There’s also a big difference between McDonald’s and its competitors. Nation’s Restaurant News research shows McDonald’s U.S. sales at $32.4 billion, more than three times that of No. 2 Subway, at $10.6 billion. Burger King, Starbucks and Wendy’s round out the top 5.
All of those chains have the potential to elevate fresh produce and make its a standard option in combo meals (except Starbucks), and I expect some quickly will in response to McDonald’s news.
Burger competitors can’t risk letting McDonald’s claim the high ground in fighting obesity in children by offering healthier fare.
This is where others in the fresh produce industry need to follow apples’ example.
For a fresh produce item to succeed like apples at McDonald’s, it needs to have high volume, consistent high quality and be able to be packaged so a $1 price point is still profitable, or close to it.

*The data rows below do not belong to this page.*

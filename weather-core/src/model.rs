use chrono::{DateTime, Utc};
use serde::{Deserialize, Serialize};
use std::{fmt, str::FromStr};

/// Hectopascal to millimetre of mercury.
pub const HPA_TO_MMHG: f64 = 0.75006;

/// Convert a pressure reading from hPa to mmHg.
pub fn hpa_to_mmhg(hpa: f64) -> f64 {
    hpa * HPA_TO_MMHG
}

/// Eight compass points, clockwise from North.
#[derive(Debug, Clone, Copy, PartialEq, Eq, Hash, Serialize, Deserialize)]
pub enum WindDirection {
    N,
    NE,
    E,
    SE,
    S,
    SW,
    W,
    NW,
}

impl WindDirection {
    pub const ALL: [WindDirection; 8] = [
        WindDirection::N,
        WindDirection::NE,
        WindDirection::E,
        WindDirection::SE,
        WindDirection::S,
        WindDirection::SW,
        WindDirection::W,
        WindDirection::NW,
    ];

    /// Map a meteorological wind direction in degrees to its compass sector.
    ///
    /// Each sector is 45° wide and centred on its point, so North covers
    /// `[337.5, 22.5)`. Inputs outside `[0, 360)` are wrapped first.
    pub fn from_degrees(degrees: f64) -> Self {
        let shifted = (degrees + 22.5).rem_euclid(360.0);
        let index = (shifted / 45.0).floor() as usize;
        // rem_euclid can round up to exactly 360.0 for tiny negative inputs
        Self::ALL[index % Self::ALL.len()]
    }

    pub fn label(&self) -> &'static str {
        match self {
            WindDirection::N => "N",
            WindDirection::NE => "NE",
            WindDirection::E => "E",
            WindDirection::SE => "SE",
            WindDirection::S => "S",
            WindDirection::SW => "SW",
            WindDirection::W => "W",
            WindDirection::NW => "NW",
        }
    }
}

impl fmt::Display for WindDirection {
    fn fmt(&self, f: &mut fmt::Formatter<'_>) -> fmt::Result {
        f.write_str(self.label())
    }
}

impl FromStr for WindDirection {
    type Err = String;

    fn from_str(s: &str) -> Result<Self, Self::Err> {
        Self::ALL
            .iter()
            .copied()
            .find(|dir| dir.label().eq_ignore_ascii_case(s.trim()))
            .ok_or_else(|| format!("unknown wind direction '{s}'"))
    }
}

#[derive(Debug, Clone, Copy, PartialEq, Eq, Serialize, Deserialize)]
#[serde(rename_all = "lowercase")]
pub enum PrecipitationType {
    Rain,
    None,
}

impl PrecipitationType {
    /// Anything strictly above zero millimetres counts as rain.
    pub fn from_amount(mm: f64) -> Self {
        if mm > 0.0 {
            PrecipitationType::Rain
        } else {
            PrecipitationType::None
        }
    }

    pub fn label(&self) -> &'static str {
        match self {
            PrecipitationType::Rain => "rain",
            PrecipitationType::None => "none",
        }
    }
}

impl fmt::Display for PrecipitationType {
    fn fmt(&self, f: &mut fmt::Formatter<'_>) -> fmt::Result {
        f.write_str(self.label())
    }
}

impl FromStr for PrecipitationType {
    type Err = String;

    fn from_str(s: &str) -> Result<Self, Self::Err> {
        match s.trim().to_lowercase().as_str() {
            "rain" => Ok(PrecipitationType::Rain),
            "none" => Ok(PrecipitationType::None),
            _ => Err(format!("unknown precipitation type '{s}'")),
        }
    }
}

/// The measured part of a reading, as produced by a weather provider.
#[derive(Debug, Clone, PartialEq, Serialize, Deserialize)]
pub struct Observation {
    pub temperature_c: f64,
    pub wind_speed_mps: f64,
    pub wind_direction: WindDirection,
    pub pressure_mmhg: f64,
    pub precipitation_type: PrecipitationType,
    pub precipitation_mm: f64,
}

impl Observation {
    pub fn new(
        temperature_c: f64,
        wind_speed_mps: f64,
        wind_direction: WindDirection,
        pressure_mmhg: f64,
        precipitation_mm: f64,
    ) -> Self {
        Self {
            temperature_c,
            wind_speed_mps,
            wind_direction,
            pressure_mmhg,
            precipitation_type: PrecipitationType::from_amount(precipitation_mm),
            precipitation_mm,
        }
    }
}

/// A stored observation.
#[derive(Debug, Clone, PartialEq, Serialize, Deserialize)]
pub struct Reading {
    pub id: i64,
    pub timestamp: DateTime<Utc>,
    pub observation: Observation,
}
//! Core library for the `weather-collector` CLI.
//!
//! This crate defines:
//! - Configuration of location, storage and cadence
//! - The weather provider abstraction and its Open-Meteo implementation
//! - The SQLite reading store and the Excel exporter
//! - The poll loop and the line-based command session
//!
//! It is used by `weather-collector`, but the pieces are plain handles and can
//! be wired into other binaries as well.

pub mod config;
pub mod console;
pub mod error;
pub mod export;
pub mod model;
pub mod poll;
pub mod provider;
pub mod store;

pub use config::Config;
pub use console::{Command, SessionEnd, run_session};
pub use error::{ExportError, FetchError, PollError, StoreError};
pub use export::Exporter;
pub use model::{Observation, PrecipitationType, Reading, WindDirection};
pub use poll::Poller;
pub use provider::{WeatherProvider, provider_from_config};
pub use store::ReadingStore;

Often fresh-cut is the way to go, but other value-added products could also pull this off.
In the fruit arena, berries will have a tough time because of price, but an example could be the new product from Naples, Fla.-based Naturipe Farms LLC, Berry Quick Snacks, which are washed and packed in 1.5-ounce single servings.

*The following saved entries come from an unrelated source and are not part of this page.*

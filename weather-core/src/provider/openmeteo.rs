use async_trait::async_trait;
use reqwest::Client;
use serde::Deserialize;

use crate::{
    error::FetchError,
    model::{Observation, WindDirection, hpa_to_mmhg},
};

use super::WeatherProvider;

/// Hourly series requested alongside current conditions.
pub const HOURLY_METRICS: &str = "temperature_2m,relativehumidity_2m,windspeed_10m,\
                                  winddirection_10m,pressure_msl,precipitation";

/// Current conditions from <https://open-meteo.com/en/docs>.
#[derive(Debug, Clone)]
pub struct OpenMeteoProvider {
    base_url: String,
    latitude: f64,
    longitude: f64,
    http: Client,
}

impl OpenMeteoProvider {
    pub fn new(base_url: String, latitude: f64, longitude: f64) -> Self {
        Self {
            base_url,
            latitude,
            longitude,
            http: Client::new(),
        }
    }

    async fn fetch_forecast(&self) -> Result<OmResponse, FetchError> {
        let res = self
            .http
            .get(&self.base_url)
            .query(&[
                ("latitude", self.latitude.to_string()),
                ("longitude", self.longitude.to_string()),
                ("current_weather", "true".to_string()),
                ("hourly", HOURLY_METRICS.to_string()),
            ])
            .send()
            .await?;

        let status = res.status();
        let body = res.text().await?;

        if !status.is_success() {
            return Err(FetchError::Status {
                status,
                body: truncate_body(&body),
            });
        }

        Ok(serde_json::from_str(&body)?)
    }
}

#[derive(Debug, Deserialize)]
struct OmCurrentWeather {
    temperature: f64,
    windspeed: f64,
    winddirection: f64,
}

#[derive(Debug, Deserialize)]
struct OmHourly {
    pressure_msl: Vec<Option<f64>>,
    precipitation: Vec<Option<f64>>,
}

#[derive(Debug, Deserialize)]
struct OmResponse {
    current_weather: OmCurrentWeather,
    hourly: OmHourly,
}

impl OmResponse {
    fn into_observation(self) -> Result<Observation, FetchError> {
        let pressure_hpa = current_hour(&self.hourly.pressure_msl, "pressure_msl")?;
        let precipitation_mm = current_hour(&self.hourly.precipitation, "precipitation")?;
        let current = self.current_weather;

        Ok(Observation::new(
            current.temperature,
            current.windspeed,
            WindDirection::from_degrees(current.winddirection),
            hpa_to_mmhg(pressure_hpa),
            precipitation_mm,
        ))
    }
}

#[async_trait]
impl WeatherProvider for OpenMeteoProvider {
    async fn fetch(&self) -> Result<Observation, FetchError> {
        let response = self.fetch_forecast().await?;
        let observation = response.into_observation()?;

        tracing::debug!(?observation, "fetched current weather");
        Ok(observation)
    }
}

/// Index 0 of an hourly series is the current hour.
fn current_hour(series: &[Option<f64>], name: &'static str) -> Result<f64, FetchError> {
    series
        .first()
        .copied()
        .flatten()
        .ok_or(FetchError::MissingHourly(name))
}

fn truncate_body(body: &str) -> String {
    const MAX: usize = 200;
    match body.char_indices().nth(MAX) {
        Some((idx, _)) => format!("{}...", &body[..idx]),
        None => body.to_string(),
    }
}
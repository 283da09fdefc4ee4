use anyhow::Context;
use clap::{Parser, Subcommand};
use std::{io, path::PathBuf, sync::Arc};
use tokio::io::BufReader;
use weather_collector_core::{
    Config, Exporter, Poller, ReadingStore, SessionEnd, provider_from_config, run_session,
};

/// Top-level CLI struct.
#[derive(Debug, Parser)]
#[command(
    name = "weather-collector",
    version,
    about = "Polls current weather, stores readings and exports them to Excel"
)]
pub struct Cli {
    /// Use this config file instead of the platform default.
    #[arg(long, global = true)]
    pub config: Option<PathBuf>,

    #[command(subcommand)]
    pub command: Option<Command>,
}

#[derive(Debug, Subcommand)]
pub enum Command {
    /// Poll the weather API and accept commands on stdin (default).
    Run,

    /// Export the latest readings once and exit.
    Export,

    /// Write the effective configuration to disk so it can be edited.
    Configure,
}

impl Cli {
    pub async fn run(self) -> anyhow::Result<()> {
        let config = self.load_config()?;

        match self.command.unwrap_or(Command::Run) {
            Command::Run => collect(config).await,
            Command::Export => {
                let path = exporter(&config)?.export()?;
                println!("Data exported to file: {}", path.display());
                Ok(())
            }
            Command::Configure => {
                let path = match self.config {
                    Some(path) => path,
                    None => Config::config_file_path()?,
                };
                config.save_to(&path)?;
                println!("Configuration written to {}", path.display());
                Ok(())
            }
        }
    }

    fn load_config(&self) -> anyhow::Result<Config> {
        match &self.config {
            Some(path) if path.exists() => Config::load_from(path),
            Some(path) => {
                tracing::warn!(path = %path.display(), "config file not found, using defaults");
                Ok(Config::default())
            }
            None => Config::load(),
        }
    }
}

fn exporter(config: &Config) -> anyhow::Result<Exporter> {
    let store = open_store(config)?;
    Ok(Exporter::new(store, &config.export_dir, config.export_limit))
}

fn open_store(config: &Config) -> anyhow::Result<ReadingStore> {
    ReadingStore::open(&config.database_path).with_context(|| {
        format!(
            "Failed to open weather database: {}",
            config.database_path.display()
        )
    })
}

/// Run the poll loop and the command session side by side.
async fn collect(config: Config) -> anyhow::Result<()> {
    println!("Starting weather data collector...");

    let store = open_store(&config)?;
    let provider = Arc::from(provider_from_config(&config));
    let poller = Poller::new(provider, store.clone(), config.poll_interval());
    let exporter = Exporter::new(store, &config.export_dir, config.export_limit);

    tracing::info!(
        latitude = config.latitude,
        longitude = config.longitude,
        interval_secs = config.poll_interval_secs,
        "collector started"
    );

    let polling = tokio::spawn(poller.run());

    let stdin = BufReader::new(tokio::io::stdin());
    let end = run_session(stdin, &mut io::stdout(), &exporter).await?;

    match end {
        SessionEnd::Exit => std::process::exit(0),
        SessionEnd::InputClosed => {
            tracing::info!("stdin closed; polling continues until the process is stopped");
            polling.await.context("poll loop panicked")?;
            Ok(())
        }
    }
}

Grapes could also work in a small serving size in fast food. Value-added grape packs have been around for years but they haven’t reached a large audience.
On the vegetable side, carrots are a natural, and last fall, Bakersfield-based Bolthouse Farms showed the commodity could break into non-traditional markets with its Eat ‘Em Like Junk Food campaign.
No doubt some produce companies are already in talks with major QSR chains about such programs.
Apples have the first nationwide opportunity to prove fresh fruit can move past the tipping point to fast-food meal staple.
They should succeed, and others should follow.